How to Verify Gold Purity: A Buyer's Complete Guide

From XRF assay to fire assay — understanding how gold purity is tested and certified is essential for any serious gold buyer. Here's what you need to know.

YNM Gold Sellers·10 February 2026·12 min read

Why Gold Purity Verification Matters

When you purchase physical gold — whether bars, nuggets, or dust — you are buying it based on two fundamental attributes: weight and purity. Weight is easily verified with a calibrated scale. Purity is more complex, and getting it wrong can be extremely costly.

Gold purity is expressed in two ways: karats (used primarily for jewellery, where 24K = 100% pure) and fineness (parts per thousand, where .9999 = 99.99% pure). Investment-grade gold is typically sold at .999 (99.9%) or .9999 (99.99%) fineness. African natural gold nuggets typically test at 22–23K (approximately 91–96% purity).

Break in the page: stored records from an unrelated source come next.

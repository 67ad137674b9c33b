//! Preference portal endpoint handlers.

use axum::{
    extract::State,
    http::StatusCode,
    response::{IntoResponse, Response},
    Json,
};
use chrono::Utc;

use super::error_response;
use crate::mock_server::state::SharedState;
use crate::{DataEnvelope, PortalSession, PortalSessionRequest};

/// POST /portal/sessions
pub async fn create_portal_session(
    State(state): State<SharedState>,
    Json(params): Json<PortalSessionRequest>,
) -> Response {
    if url::Url::parse(&params.return_url).is_err() {
        return error_response(StatusCode::BAD_REQUEST, "Invalid return URL");
    }

    let mut state = state.write().await;

    if state.get_contact(&params.email).is_none() {
        return error_response(StatusCode::NOT_FOUND, "Contact not found");
    }

    let token = state.next_id();
    let session = PortalSession::starting_at(
        format!("https://portal.postlane.com/session/ps_{token}"),
        Utc::now(),
    );
    state.portal_sessions.push(session.clone());

    (StatusCode::OK, Json(DataEnvelope::new(session))).into_response()
}
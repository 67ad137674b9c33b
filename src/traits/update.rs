//! Update trait for modifying entities.

use async_trait::async_trait;

use crate::client::PostlaneClient;
use crate::envelope::DataEnvelope;
use crate::error::Result;

/// Update an existing entity.
///
/// Implement this trait for entity types that can be modified
/// after creation.
///
/// # Example
///
/// ```ignore
/// use postlane::{PostlaneClient, Contact, ContactUpdate, Update};
///
/// let client = PostlaneClient::from_env()?;
/// let updated = Contact::update(
///     &client,
///     "ada@example.com".to_string(),
///     ContactUpdate {
///         first_name: Some("Ada".to_string()),
///         ..Default::default()
///     },
/// ).await?;
/// ```
#[async_trait]
pub trait Update: Sized + Send {
    /// The ID type for this entity.
    type Id: Send;

    /// Parameters for the update.
    type Params: Send;

    /// Update the entity and return the updated version.
    ///
    /// # Arguments
    ///
    /// * `client` - The Postlane API client
    /// * `id` - The entity identifier
    /// * `params` - Update parameters
    ///
    /// # Errors
    ///
    /// Returns an error if the entity is not found or the request fails.
    async fn update(
        client: &PostlaneClient,
        id: Self::Id,
        params: Self::Params,
    ) -> Result<DataEnvelope<Self>>;
}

This guide explains the principal methods used to test and certify gold purity, so you know exactly what to ask for — and what to be wary of — when making a purchase.

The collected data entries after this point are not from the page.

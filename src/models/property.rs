//! Custom contact property values.
//!
//! Properties travel as bare JSON scalars with no type tag, so decoding
//! probes the raw value in a fixed order: timestamp, boolean, number, text.
//! A JSON string that parses as an RFC 3339 date-time is therefore always a
//! [`CustomPropertyValue::Timestamp`], and a numeric string such as `"123"`
//! stays [`CustomPropertyValue::Text`].

use std::fmt;

use chrono::{DateTime, SecondsFormat, Utc};
use serde::de::{self, Visitor};
use serde::ser;
use serde::{Deserialize, Deserializer, Serialize, Serializer};

/// Value of a caller-defined contact property.
#[derive(Debug, Clone, PartialEq)]
pub enum CustomPropertyValue {
    /// Free-form text.
    Text(String),
    /// Double-precision number.
    Number(f64),
    /// Boolean flag.
    Boolean(bool),
    /// Point in time, sent as an ISO-8601 string.
    Timestamp(DateTime<Utc>),
}

impl CustomPropertyValue {
    /// The text value, if this is a [`CustomPropertyValue::Text`].
    pub fn as_str(&self) -> Option<&str> {
        match self {
            Self::Text(s) => Some(s),
            _ => None,
        }
    }

    /// The numeric value, if this is a [`CustomPropertyValue::Number`].
    pub fn as_f64(&self) -> Option<f64> {
        match self {
            Self::Number(n) => Some(*n),
            _ => None,
        }
    }

    /// The flag, if this is a [`CustomPropertyValue::Boolean`].
    pub fn as_bool(&self) -> Option<bool> {
        match self {
            Self::Boolean(b) => Some(*b),
            _ => None,
        }
    }

    /// The instant, if this is a [`CustomPropertyValue::Timestamp`].
    pub fn as_timestamp(&self) -> Option<DateTime<Utc>> {
        match self {
            Self::Timestamp(t) => Some(*t),
            _ => None,
        }
    }
}

impl Serialize for CustomPropertyValue {
    fn serialize<S: Serializer>(&self, serializer: S) -> Result<S::Ok, S::Error> {
        match self {
            Self::Text(s) => serializer.serialize_str(s),
            Self::Number(n) if !n.is_finite() => Err(ser::Error::custom(format!(
                "property number must be finite, got {n}"
            ))),
            Self::Number(n) => serializer.serialize_f64(*n),
            Self::Boolean(b) => serializer.serialize_bool(*b),
            Self::Timestamp(t) => {
                serializer.serialize_str(&t.to_rfc3339_opts(SecondsFormat::AutoSi, true))
            }
        }
    }
}

struct PropertyVisitor;

impl<'de> Visitor<'de> for PropertyVisitor {
    type Value = CustomPropertyValue;

    fn expecting(&self, f: &mut fmt::Formatter<'_>) -> fmt::Result {
        f.write_str("value matches none of string/number/bool/date")
    }

    fn visit_str<E: de::Error>(self, v: &str) -> Result<Self::Value, E> {
        // Order matters: a date-shaped string is a timestamp, not text.
        match DateTime::parse_from_rfc3339(v) {
            Ok(t) => Ok(CustomPropertyValue::Timestamp(t.with_timezone(&Utc))),
            Err(_) => Ok(CustomPropertyValue::Text(v.to_string())),
        }
    }

    fn visit_string<E: de::Error>(self, v: String) -> Result<Self::Value, E> {
        match DateTime::parse_from_rfc3339(&v) {
            Ok(t) => Ok(CustomPropertyValue::Timestamp(t.with_timezone(&Utc))),
            Err(_) => Ok(CustomPropertyValue::Text(v)),
        }
    }

    fn visit_bool<E: de::Error>(self, v: bool) -> Result<Self::Value, E> {
        Ok(CustomPropertyValue::Boolean(v))
    }

    fn visit_i64<E: de::Error>(self, v: i64) -> Result<Self::Value, E> {
        Ok(CustomPropertyValue::Number(v as f64))
    }

    fn visit_u64<E: de::Error>(self, v: u64) -> Result<Self::Value, E> {
        Ok(CustomPropertyValue::Number(v as f64))
    }

    fn visit_f64<E: de::Error>(self, v: f64) -> Result<Self::Value, E> {
        Ok(CustomPropertyValue::Number(v))
    }
}

impl<'de> Deserialize<'de> for CustomPropertyValue {
    fn deserialize<D: Deserializer<'de>>(deserializer: D) -> Result<Self, D::Error> {
        deserializer.deserialize_any(PropertyVisitor)
    }
}

impl From<&str> for CustomPropertyValue {
    fn from(value: &str) -> Self {
        Self::Text(value.to_string())
    }
}

impl From<String> for CustomPropertyValue {
    fn from(value: String) -> Self {
        Self::Text(value)
    }
}

impl From<f64> for CustomPropertyValue {
    fn from(value: f64) -> Self {
        Self::Number(value)
    }
}

impl From<i32> for CustomPropertyValue {
    fn from(value: i32) -> Self {
        Self::Number(f64::from(value))
    }
}

impl From<u32> for CustomPropertyValue {
    fn from(value: u32) -> Self {
        Self::Number(f64::from(value))
    }
}

impl From<bool> for CustomPropertyValue {
    fn from(value: bool) -> Self {
        Self::Boolean(value)
    }
}

impl From<DateTime<Utc>> for CustomPropertyValue {
    fn from(value: DateTime<Utc>) -> Self {
        Self::Timestamp(value)
    }
}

Methods for Testing Gold Purity

1. XRF Analysis (X-Ray Fluorescence)

XRF is the most widely used method for non-destructive gold purity testing. A handheld or benchtop XRF analyser fires X-rays at the gold surface and measures the energy of fluorescence emitted by different elements — producing an elemental composition report in seconds.

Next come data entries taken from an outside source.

//! Mock Postlane API server.
//!
//! Provides an axum-based HTTP server that simulates the Postlane API.

use axum::{
    middleware,
    routing::{get, patch, post},
    Router,
};
use tokio::net::TcpListener;
use tokio::task::JoinHandle;

use super::fixtures::{DefaultScenario, Fixtures};
use super::handlers;
use super::state::{MockState, SharedState};

/// A mock Postlane API server for testing.
///
/// The server runs in the background and can be used to test the client
/// against a realistic API implementation.
pub struct MockServer {
    /// The API base URL, including the version prefix.
    url: String,
    /// Handle to the server task.
    handle: JoinHandle<()>,
    /// Shared state that can be modified during tests.
    state: SharedState,
}

impl MockServer {
    /// Start a new mock server with default fixtures.
    ///
    /// The server listens on a random available port and returns immediately.
    /// Use `url()` to get the server's base URL.
    pub async fn start() -> Self {
        Self::with_state(Self::default_state()).await
    }

    /// Start a mock server with empty state.
    ///
    /// Useful when you want to control exactly what data is available.
    pub async fn start_empty() -> Self {
        Self::with_state(MockState::new()).await
    }

    /// Start a mock server with custom state.
    pub async fn with_state(state: MockState) -> Self {
        let shared_state = state.shared();
        let app = Self::create_router(shared_state.clone());

        // Bind to a random available port
        let listener = TcpListener::bind("127.0.0.1:0")
            .await
            .expect("Failed to bind to address");
        let addr = listener.local_addr().expect("Failed to get local address");

        let handle = tokio::spawn(async move {
            axum::serve(listener, app)
                .await
                .expect("Server error");
        });

        Self {
            url: format!("http://{}/v1", addr),
            handle,
            state: shared_state,
        }
    }

    /// Get the base URL of the mock API.
    ///
    /// Use this URL when creating a `PostlaneClient` for testing.
    pub fn url(&self) -> &str {
        &self.url
    }

    /// Get access to the server's shared state.
    ///
    /// This allows inspecting or modifying the mock data during a test.
    pub fn state(&self) -> SharedState {
        self.state.clone()
    }

    /// Shutdown the server.
    ///
    /// This aborts the server task.
    pub async fn shutdown(self) {
        self.handle.abort();
        let _ = self.handle.await;
    }

    /// Create the default state with common test fixtures.
    fn default_state() -> MockState {
        Self::state_from_scenario(Fixtures::default_scenario())
    }

    /// Create state from a scenario.
    fn state_from_scenario(scenario: DefaultScenario) -> MockState {
        let mut state = MockState::new();

        for contact in scenario.contacts {
            state.contacts.insert(contact.email.clone(), contact);
        }

        for list in scenario.lists {
            state.lists.insert(list.id.clone(), list);
        }

        state
    }

    /// Create the axum router with all routes.
    fn create_router(state: SharedState) -> Router {
        let api = Router::new()
            // Contact routes
            .route("/contacts", post(handlers::create_contact))
            .route("/contacts", get(handlers::list_contacts))
            .route("/contacts/batch", post(handlers::create_contacts_batch))
            .route("/contacts/delete", post(handlers::delete_contact))
            .route("/contacts/:email", patch(handlers::update_contact))
            // List routes
            .route("/lists", get(handlers::list_lists))
            // E-mail routes
            .route("/emails/transactional", post(handlers::send_transactional))
            .route("/emails/contacts", post(handlers::send_to_contacts))
            .route("/emails/list", post(handlers::send_to_list))
            // Portal routes
            .route("/portal/sessions", post(handlers::create_portal_session))
            .route_layer(middleware::from_fn_with_state(
                state.clone(),
                handlers::require_token,
            ));

        Router::new()
            .nest("/v1", api)
            // Health check
            .route("/health", get(health_check))
            .with_state(state)
    }
}

/// Health check endpoint.
async fn health_check() -> &'static str {
    "ok"
}

#[cfg(test)]
mod tests {
    use super::*;
    use crate::{Contact, List, PostlaneClient, PostlaneError, RequestError};

    #[tokio::test]
    async fn test_server_starts_and_responds() {
        let server = MockServer::start().await;
        let base = server.url().trim_end_matches("/v1").to_string();

        // Server should be accessible
        let response = reqwest::get(format!("{}/health", base))
            .await
            .expect("Failed to send request");

        assert!(response.status().is_success());
        assert_eq!(response.text().await.unwrap(), "ok");

        server.shutdown().await;
    }

    #[tokio::test]
    async fn test_list_contacts_with_postlane_client() {
        let server = MockServer::start().await;
        let client = PostlaneClient::new("test-token", server.url()).unwrap();

        let page = Contact::list_page(&client, 1, 20)
            .await
            .expect("Failed to list contacts");

        assert_eq!(page.len(), 3);
        assert_eq!(page.data[0].email, "ada@example.com");

        server.shutdown().await;
    }

    #[tokio::test]
    async fn test_required_token_rejects_wrong_key() {
        let state = MockState::new().with_required_token("secret");
        let server = MockServer::with_state(state).await;
        let client = PostlaneClient::new("wrong", server.url()).unwrap();

        let err = Contact::list_page(&client, 1, 20).await.unwrap_err();

        match err {
            PostlaneError::Request(e) => assert_eq!(e, RequestError::new(401, "Unauthorized")),
            other => panic!("unexpected error: {other:?}"),
        }

        server.shutdown().await;
    }

    #[tokio::test]
    async fn test_empty_server() {
        let server = MockServer::start_empty().await;
        let client = PostlaneClient::new("test-token", server.url()).unwrap();

        let page = Contact::list_page(&client, 1, 20).await.unwrap();

        assert!(page.is_empty());
        assert_eq!(page.metadata.total, 0);

        server.shutdown().await;
    }
}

Accuracy: Excellent for bars and coins (±0.05–0.1%). Less reliable for nuggets with surface oxidation or for dust, where sampling is required. XRF measures surface composition — if a piece has been coated or plated, the reading may be misleading.

What to look for: A reputable dealer should be willing to perform XRF testing in your presence, or provide a certified XRF report from an accredited laboratory.

2. Fire Assay (Cupellation)

Fire assay is the gold standard (literally) for precise purity determination. A small sample of the gold is dissolved in acid, separated from base metals via cupellation, and the resulting pure gold bead is weighed to determine fineness.

Accuracy: The most accurate method available — typically ±0.01% — and is required by most refineries and international commodity exchanges for settlement purposes.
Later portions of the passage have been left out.